### Records supplied
+++

use axum::{extract::State, http::StatusCode, response::IntoResponse, Json};
use serde_json::json;

use crate::AppState;

#[utoipa::path(
    get,
    path = "/health",
    responses(
        (status = 200, description = "Service is up")
    )
)]
#[axum::debug_handler]
pub async fn health(State(state): State<AppState>) -> impl IntoResponse {
    let summary = state.session_service.summary().await;
    let body = json!({
        "status": "ok",
        "version": env!("CARGO_PKG_VERSION"),
        "open_sessions": summary.sessions,
    });
    (StatusCode::OK, Json(body))
}
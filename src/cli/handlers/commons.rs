// src/cli/handlers/commons.rs

use crate::core::sinks::{BufferCollector, SharedSink};
use crate::system::errors::RunnerError;
use crate::system::task::ProcessTask;
use anyhow::{Result, anyhow};
use colored::*;
use std::collections::HashMap;
use std::sync::Arc;

/// Parses a vector of "KEY=VALUE" strings into a HashMap.
pub fn parse_key_value_pairs(pairs: &[String]) -> Result<HashMap<String, String>> {
    let mut map = HashMap::new();
    for pair in pairs {
        match pair.split_once('=') {
            Some((key, value)) if !key.trim().is_empty() => {
                map.insert(key.trim().to_string(), value.to_string());
            }
            _ => {
                return Err(anyhow!(
                    "Invalid format for key-value pair: '{}'. Expected 'KEY=VALUE'.",
                    pair
                ));
            }
        }
    }
    Ok(map)
}

/// A collector for one stream: capped at `max_chars` characters, unbounded when 0.
pub fn collector(max_chars: usize) -> Arc<BufferCollector> {
    if max_chars == 0 {
        Arc::new(BufferCollector::unbounded())
    } else {
        Arc::new(BufferCollector::new(max_chars))
    }
}

/// Shares `collector` as an output sink.
pub fn as_sink(collector: &Arc<BufferCollector>) -> SharedSink {
    Arc::clone(collector) as SharedSink
}

/// Prints the result line of a finished task and returns whether it succeeded.
///
/// A task succeeds when waiting for it raised nothing and its exit code is 0.
pub fn report_task(label: &str, task: &ProcessTask, outcome: &Result<bool, RunnerError>) -> bool {
    let (badge, ok) = match (outcome, task.exit_code()) {
        (Ok(_), Ok(0)) => ("OK".green().bold(), true),
        (Ok(_), Ok(code)) => (format!("EXIT {}", code).yellow().bold(), false),
        _ => ("FAILED".red().bold(), false),
    };
    println!("{} [{}] {}", "==>".cyan().bold(), badge, label.bold());
    if let Err(e) = outcome {
        println!("    {}", e.to_string().red());
    }
    ok
}

/// Prints collected output, noting when the collector ran out of room.
pub fn print_output(collector: &BufferCollector) {
    if collector.is_empty() {
        return;
    }
    print!("{}", collector.text());
    if collector.is_full() {
        println!(
            "{}",
            format!("... output truncated at {} characters", collector.max_size()).dimmed()
        );
    }
}

#[cfg(test)]
mod tests {
    use super::*;

    #[test]
    fn test_parse_key_value_pairs() {
        let pairs = vec!["A=1".to_string(), " B =x=y".to_string(), "EMPTY=".to_string()];
        let map = parse_key_value_pairs(&pairs).unwrap();
        assert_eq!(map.get("A").map(String::as_str), Some("1"));
        assert_eq!(map.get("B").map(String::as_str), Some("x=y"));
        assert_eq!(map.get("EMPTY").map(String::as_str), Some(""));

        assert!(parse_key_value_pairs(&["novalue".to_string()]).is_err());
        assert!(parse_key_value_pairs(&["=1".to_string()]).is_err());
    }

    #[test]
    fn test_collector_cap() {
        assert_eq!(collector(0).max_size(), 0);
        assert_eq!(collector(10).max_size(), 10);
    }
}
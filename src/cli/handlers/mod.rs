// src/cli/handlers/mod.rs

// One module per `procrun` action.

pub mod commons;
pub mod jobs;
pub mod run;
pub mod table;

+++

### Assigned task
Retype exactly the lines from the start of the entries through the one with "(Ok(_), Ok(0)) =>"; include both ends.

### Solved exercise
use axum::{extract::State, http::StatusCode, response::IntoResponse, Json};
use serde_json::json;

use crate::AppState;

#[utoipa::path(
    get,
    path = "/health",
    responses(
        (status = 200, description = "Service is up")
    )
)]
#[axum::debug_handler]
pub async fn health(State(state): State<AppState>) -> impl IntoResponse {
    let summary = state.session_service.summary().await;
    let body = json!({
        "status": "ok",
        "version": env!("CARGO_PKG_VERSION"),
        "open_sessions": summary.sessions,
    });
    (StatusCode::OK, Json(body))
}
filename src/cli/handlers/commons.rs
// src/cli/handlers/commons.rs

use crate::core::sinks::{BufferCollector, SharedSink};
use crate::system::errors::RunnerError;
use crate::system::task::ProcessTask;
use anyhow::{Result, anyhow};
use colored::*;
use std::collections::HashMap;
use std::sync::Arc;

/// Parses a vector of "KEY=VALUE" strings into a HashMap.
pub fn parse_key_value_pairs(pairs: &[String]) -> Result<HashMap<String, String>> {
    let mut map = HashMap::new();
    for pair in pairs {
        match pair.split_once('=') {
            Some((key, value)) if !key.trim().is_empty() => {
                map.insert(key.trim().to_string(), value.to_string());
            }
            _ => {
                return Err(anyhow!(
                    "Invalid format for key-value pair: '{}'. Expected 'KEY=VALUE'.",
                    pair
                ));
            }
        }
    }
    Ok(map)
}

/// A collector for one stream: capped at `max_chars` characters, unbounded when 0.
pub fn collector(max_chars: usize) -> Arc<BufferCollector> {
    if max_chars == 0 {
        Arc::new(BufferCollector::unbounded())
    } else {
        Arc::new(BufferCollector::new(max_chars))
    }
}

/// Shares `collector` as an output sink.
pub fn as_sink(collector: &Arc<BufferCollector>) -> SharedSink {
    Arc::clone(collector) as SharedSink
}

/// Prints the result line of a finished task and returns whether it succeeded.
///
/// A task succeeds when waiting for it raised nothing and its exit code is 0.
pub fn report_task(label: &str, task: &ProcessTask, outcome: &Result<bool, RunnerError>) -> bool {
    let (badge, ok) = match (outcome, task.exit_code()) {
        (Ok(_), Ok(0)) => ("OK".green().bold(), true),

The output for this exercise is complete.